Après plusieurs jours passés en sa compagnie, les soldats constatèrent que, malgré l'aura royale et imposante qu'elle dégageait parfois, paraissant digne et inaccessible, la princesse se révélait en réalité assez abordable. Ils ne savaient pas ce qui, chez elle, les attirait tant

; non seulement lorsqu'elle souriait, mais même lorsqu'elle affichait une expression froide, les soldats étaient irrésistiblement attirés par elle.

Wei Zijun leva les yeux et jeta un coup d'œil autour de lui : « Appelle Fang Gu aussi. »

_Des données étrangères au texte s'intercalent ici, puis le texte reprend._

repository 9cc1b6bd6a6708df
pub mod color;
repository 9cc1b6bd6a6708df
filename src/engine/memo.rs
//! Per-pass memoization of resolved tile colors

use crate::engine::color::Rgb;
use crate::engine::matcher::MatchResult;
use std::collections::HashMap;

/// Memoization cache mapping tile colors to already-resolved sprites
///
/// Flat image regions produce long runs of identical average colors; the
/// memo collapses those into a single index search per distinct color. The
/// cache is scoped to one matching pass and holds no reference to the index
/// it was populated from, so it must be discarded between passes.
#[derive(Debug, Default)]
pub struct ColorMemo {
    resolved: HashMap<Rgb, MatchResult>,

    /// Cache performance statistics
    pub stats: MemoStats,
}

/// Performance metrics for memo effectiveness
#[derive(Debug, Default, Clone, Copy, PartialEq, Eq)]
pub struct MemoStats {
    /// Number of colors answered from the memo
    pub hits: usize,
    /// Number of colors that required an index search
    pub misses: usize,
}

impl ColorMemo {
    /// Create an empty memo
    pub fn new() -> Self {
        Self::default()
    }

    /// Retrieve the cached result for `color` or resolve and store a new one
    ///
    /// The closure runs only when the color has not been seen in this pass.
    pub fn get_or_resolve<F>(&mut self, color: Rgb, resolve: F) -> &MatchResult
    where
        F: FnOnce() -> MatchResult,
    {
        use std::collections::hash_map::Entry;

        match self.resolved.entry(color) {
            Entry::Occupied(entry) => {
                self.stats.hits += 1;
                entry.into_mut()
            }
            Entry::Vacant(entry) => {
                self.stats.misses += 1;
                entry.insert(resolve())
            }
        }
    }

    /// Number of distinct colors resolved so far
    pub fn len(&self) -> usize {
        self.resolved.len()
    }

    /// Whether no colors have been resolved yet
    pub fn is_empty(&self) -> bool {
        self.resolved.is_empty()
    }
}
//! Source image decoding into pixel buffers

use crate::engine::color::Rgb;
use crate::io::error::{MosaicError, Result};
use ndarray::Array2;
use std::path::Path;

/// Decode an image file into an RGB pixel buffer
///
/// The buffer is indexed (`row`, `col`) and taken at the image's decoded
/// size; resizing policy belongs to the caller. Alpha is dropped: tile
/// averaging treats every pixel as fully opaque.
///
/// # Errors
///
/// Returns [`MosaicError::ImageLoad`] if the file cannot be opened or is
/// not a decodable image format.
pub fn load_pixels<P: AsRef<Path>>(path: P) -> Result<Array2<Rgb>> {
    let path_buf = path.as_ref().to_path_buf();
    let img = image::open(&path_buf).map_err(|e| MosaicError::ImageLoad {
        path: path_buf,
        source: e,
    })?;

    let rgba = img.to_rgba8();
    let (width, height) = (rgba.width() as usize, rgba.height() as usize);

    let mut pixels = Array2::from_elem((height, width), Rgb::new(0, 0, 0));
    for (x, y, pixel) in rgba.enumerate_pixels() {
        let [r, g, b, _alpha] = pixel.0;
        if let Some(slot) = pixels.get_mut((y as usize, x as usize)) {
            *slot = Rgb::new(r, g, b);
        }
    }

    Ok(pixels)
}
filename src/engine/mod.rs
//! Nearest-color palette matching over an immutable spatial index
//!
//! This module contains the matching engine core:
//! - RGB color representation and distance metric
//! - k-d tree palette index construction and search
//! - Tile color to sprite resolution with per-pass memoization

/// RGB color type and squared Euclidean distance
pub mod color;
/// k-d tree palette index construction and nearest-neighbor search
pub mod kdtree;
/// Tile color to sprite reference resolution
pub mod matcher;
/// Per-pass memoization of resolved colors
pub mod memo;

pub use color::Rgb;
pub use kdtree::{PaletteEntry, PaletteIndex};
pub use matcher::MatchResult;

Une fois tout le monde réuni, Wei Zijun déploya la carte militaire devant lui et déclara : « Le col de Jianmen ne peut être attaqué par la force, mais il ne peut être laissé sans surveillance non plus. Regardez ici. » Elle traça une ligne sur la carte de son doigt fin. « Au sud-est de Jianmen, il y a une petite route appelée Laisu. Général Yan, cette nuit, vous mènerez 50

000 hommes pour contourner discrètement le col de Jianmen et leur couper la retraite. Demain midi, lorsque l'armée tibétaine sera extrêmement épuisée et apathique, nous lancerons une attaque en tenaille. N'oubliez pas, dès midi, quoi qu'il arrive, vous devez attaquer. Aucune surprise n'est permise. Comme nous sommes en avance, nous lancerons l'attaque à coup sûr à l'heure. Cette fois, nous devons prendre le col de Jianmen d'un seul coup. »

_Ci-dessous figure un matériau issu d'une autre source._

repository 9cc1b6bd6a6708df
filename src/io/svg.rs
//! SVG mosaic rendering and export
//!
//! The mosaic renders as one `<image>` element per tile, laid out in a grid
//! exactly `tile_size` pixels apart. SVG keeps the output resolution-free
//! and defers sprite rasterization to the viewer.

use crate::io::error::{MosaicError, Result};
use crate::spatial::mosaic::Mosaic;
use std::fmt::Write as _;
use std::path::Path;

const XMLNS: &str = "http://www.w3.org/2000/svg";

/// Render a mosaic as an SVG document string
///
/// Cells without a resolved sprite reference the `placeholder` path.
pub fn render_mosaic(mosaic: &Mosaic, placeholder: &str) -> String {
    let width = mosaic.width();
    let height = mosaic.height();
    let tile_size = mosaic.tile_size();
    let cols = mosaic.cols();

    let mut svg = String::with_capacity(128 + mosaic.cells().len() * 80);
    let _ = writeln!(
        svg,
        "<svg xmlns=\"{XMLNS}\" width=\"{width}\" height=\"{height}\" viewBox=\"0 0 {width} {height}\">"
    );

    for (i, cell) in mosaic.cells().iter().enumerate() {
        let x = (i % cols) * tile_size;
        let y = (i / cols) * tile_size;
        let href = escape_attribute(cell.sprite_or(placeholder));
        let _ = writeln!(
            svg,
            "  <image href=\"{href}\" x=\"{x}\" y=\"{y}\" width=\"{tile_size}\" height=\"{tile_size}\"/>"
        );
    }

    svg.push_str("</svg>\n");
    svg
}

/// Render a mosaic and write it to `output_path`
///
/// Parent directories are created as needed.
///
/// # Errors
///
/// Returns an error if the parent directory cannot be created or the
/// document cannot be written.
pub fn export_mosaic<P: AsRef<Path>>(
    mosaic: &Mosaic,
    placeholder: &str,
    output_path: P,
) -> Result<()> {
    let output_path = output_path.as_ref();

    if let Some(parent) = output_path.parent() {
        if !parent.as_os_str().is_empty() {
            std::fs::create_dir_all(parent).map_err(|e| MosaicError::FileSystem {
                path: parent.to_path_buf(),
                operation: "create directory",
                source: e,
            })?;
        }
    }

    let document = render_mosaic(mosaic, placeholder);
    std::fs::write(output_path, document).map_err(|e| MosaicError::MosaicExport {
        path: output_path.to_path_buf(),
        source: e,
    })
}

/// Escape a string for use inside a double-quoted XML attribute
fn escape_attribute(value: &str) -> String {
    let mut escaped = String::with_capacity(value.len());
    for c in value.chars() {
        match c {
            '&' => escaped.push_str("&amp;"),
            '<' => escaped.push_str("&lt;"),
            '>' => escaped.push_str("&gt;"),
            '"' => escaped.push_str("&quot;"),
            '\'' => escaped.push_str("&apos;"),
            _ => escaped.push(c),
        }
    }
    escaped
}
//! Immutable k-d tree over palette entries for nearest-color search
//!
//! The tree is built once from the full palette and never mutated; every
//! matching pass shares it read-only. Construction splits at the median of
//! the depth's color channel (red, green, blue rotation) so search stays
//! logarithmic for well-distributed palettes.

use crate::engine::color::Rgb;
use crate::io::error::{MosaicError, Result};

/// A sprite and the representative color it is matched by
#[derive(Debug, Clone, PartialEq, Eq)]
pub struct PaletteEntry {
    /// Opaque sprite reference, typically a path into the sprite set
    pub sprite: String,
    /// Representative color compared against tile averages
    pub color: Rgb,
}

impl PaletteEntry {
    /// Create an entry from a sprite reference and its color
    pub const fn new(sprite: String, color: Rgb) -> Self {
        Self { sprite, color }
    }
}

/// One tree node holding a median entry and its subtree links
///
/// Nodes live in a flat arena and reference each other by index, keeping
/// the structure free of ownership cycles and cheap to share.
#[derive(Debug, Clone)]
struct Node {
    /// Index into the entry arena; doubles as the tie-break rank
    entry: usize,
    left: Option<usize>,
    right: Option<usize>,
}

/// Read-only spatial index resolving colors to their nearest palette entry
///
/// Entries keep their load order: on equal distance the entry with the
/// lowest original index wins, which makes search results reproducible
/// regardless of tree shape.
#[derive(Debug, Clone)]
pub struct PaletteIndex {
    entries: Vec<PaletteEntry>,
    nodes: Vec<Node>,
    root: usize,
}

impl PaletteIndex {
    /// Build an index from the full palette entry set
    ///
    /// # Errors
    ///
    /// Returns [`MosaicError::EmptyPalette`] if `entries` contains no
    /// entries; there is nothing to search in an empty palette.
    pub fn build(entries: Vec<PaletteEntry>) -> Result<Self> {
        if entries.is_empty() {
            return Err(MosaicError::EmptyPalette);
        }

        let mut order: Vec<usize> = (0..entries.len()).collect();
        let mut nodes = Vec::with_capacity(entries.len());
        let root = build_subtree(&entries, &mut order, 0, &mut nodes).unwrap_or(0);

        Ok(Self {
            entries,
            nodes,
            root,
        })
    }

    /// Find the palette entry nearest to `color` by squared Euclidean distance
    ///
    /// Performs the standard descent into the half-space containing the
    /// query, then backtracks into sibling branches only when the splitting
    /// plane lies within the current best distance. `None` is only possible
    /// for an index with no reachable entries, which [`Self::build`] rejects.
    pub fn nearest(&self, color: Rgb) -> Option<&PaletteEntry> {
        let mut best: Option<(u32, usize)> = None;
        self.search(self.root, color, 0, &mut best);
        best.and_then(|(_, entry)| self.entries.get(entry))
    }

    fn search(&self, node_index: usize, color: Rgb, depth: usize, best: &mut Option<(u32, usize)>) {
        let Some(node) = self.nodes.get(node_index) else {
            return;
        };
        let Some(entry) = self.entries.get(node.entry) else {
            return;
        };

        let distance = color.distance_sq(entry.color);
        let improves = match *best {
            // Equal distances resolve to the entry loaded first
            Some((best_distance, best_entry)) => {
                distance < best_distance || (distance == best_distance && node.entry < best_entry)
            }
            None => true,
        };
        if improves {
            *best = Some((distance, node.entry));
        }

        let diff = i32::from(color.channel(depth)) - i32::from(entry.color.channel(depth));
        let (near, far) = if diff < 0 {
            (node.left, node.right)
        } else {
            (node.right, node.left)
        };

        if let Some(child) = near {
            self.search(child, color, depth + 1, best);
        }

        // The sibling half-space can only hold a closer entry, or an equal
        // tie-break candidate, when the splitting plane is within reach
        let plane_distance = (diff * diff) as u32;
        if let Some((best_distance, _)) = *best {
            if plane_distance <= best_distance {
                if let Some(child) = far {
                    self.search(child, color, depth + 1, best);
                }
            }
        }
    }

    /// Get the palette entry stored at `index` in load order
    pub fn entry(&self, index: usize) -> Option<&PaletteEntry> {
        self.entries.get(index)
    }

    /// Get all entries in load order
    pub fn entries(&self) -> &[PaletteEntry] {
        &self.entries
    }

    /// Number of indexed entries
    pub fn len(&self) -> usize {
        self.entries.len()
    }

    /// Whether the index holds no entries; always false for a built index
    pub fn is_empty(&self) -> bool {
        self.entries.is_empty()
    }
}

/// Recursively partition `slice` (entry indices) into a balanced subtree
///
/// Sorting by (channel value, load order) before the median split keeps
/// construction fully deterministic even for duplicate colors.
fn build_subtree(
    entries: &[PaletteEntry],
    slice: &mut [usize],
    depth: usize,
    nodes: &mut Vec<Node>,
) -> Option<usize> {
    if slice.is_empty() {
        return None;
    }

    slice.sort_unstable_by_key(|&index| {
        let channel = entries
            .get(index)
            .map_or(0, |entry| entry.color.channel(depth));
        (channel, index)
    });

    let median = slice.len() / 2;
    let (left, rest) = slice.split_at_mut(median);
    let (&mut entry, right) = rest.split_first_mut()?;

    let node_index = nodes.len();
    nodes.push(Node {
        entry,
        left: None,
        right: None,
    });

    let left_child = build_subtree(entries, left, depth + 1, nodes);
    let right_child = build_subtree(entries, right, depth + 1, nodes);

    if let Some(node) = nodes.get_mut(node_index) {
        node.left = left_child;
        node.right = right_child;
    }

    Some(node_index)
}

Les généraux observaient la jeune princesse. Elle baissa légèrement le menton, étudiant attentivement la carte. Le soleil couchant projetait une lueur dorée sur ses cils, et quelques mèches de cheveux, scintillantes d'or, ondulaient dans la brise. Son ton était empreint d'assurance, comme si la victoire était déjà à portée de main. Elle releva la tête, le visage affichant une expression d'une résolution inhabituelle. Les généraux eurent le sentiment que si elle affirmait vouloir conquérir le pays d'un seul coup, elle y parviendrait sans aucun doute.

Alors que le soleil se couchait lentement, les montagnes s'enveloppaient d'une lueur rouge-dorée, une couleur si intense qu'elle en était presque aveuglante.

Les marches des derniers jours ne lui avaient laissé aucun temps pour se laver, et cette femme d'ordinaire si propre n'a finalement pas pu résister. Si seulement elle pouvait prendre un bain !

En quelques bonds rapides, ils contournèrent silencieusement la montagne arrière et s'arrêtèrent dans un endroit isolé près d'une source de montagne.

Son regard clair balaya les alentours, et après avoir écouté attentivement, elle ne remarqua rien d'anormal. Elle commença alors à se déshabiller doucement, ôtant son vêtement extérieur et se débarrassant rapidement de son vêtement intérieur avant de disparaître dans la source.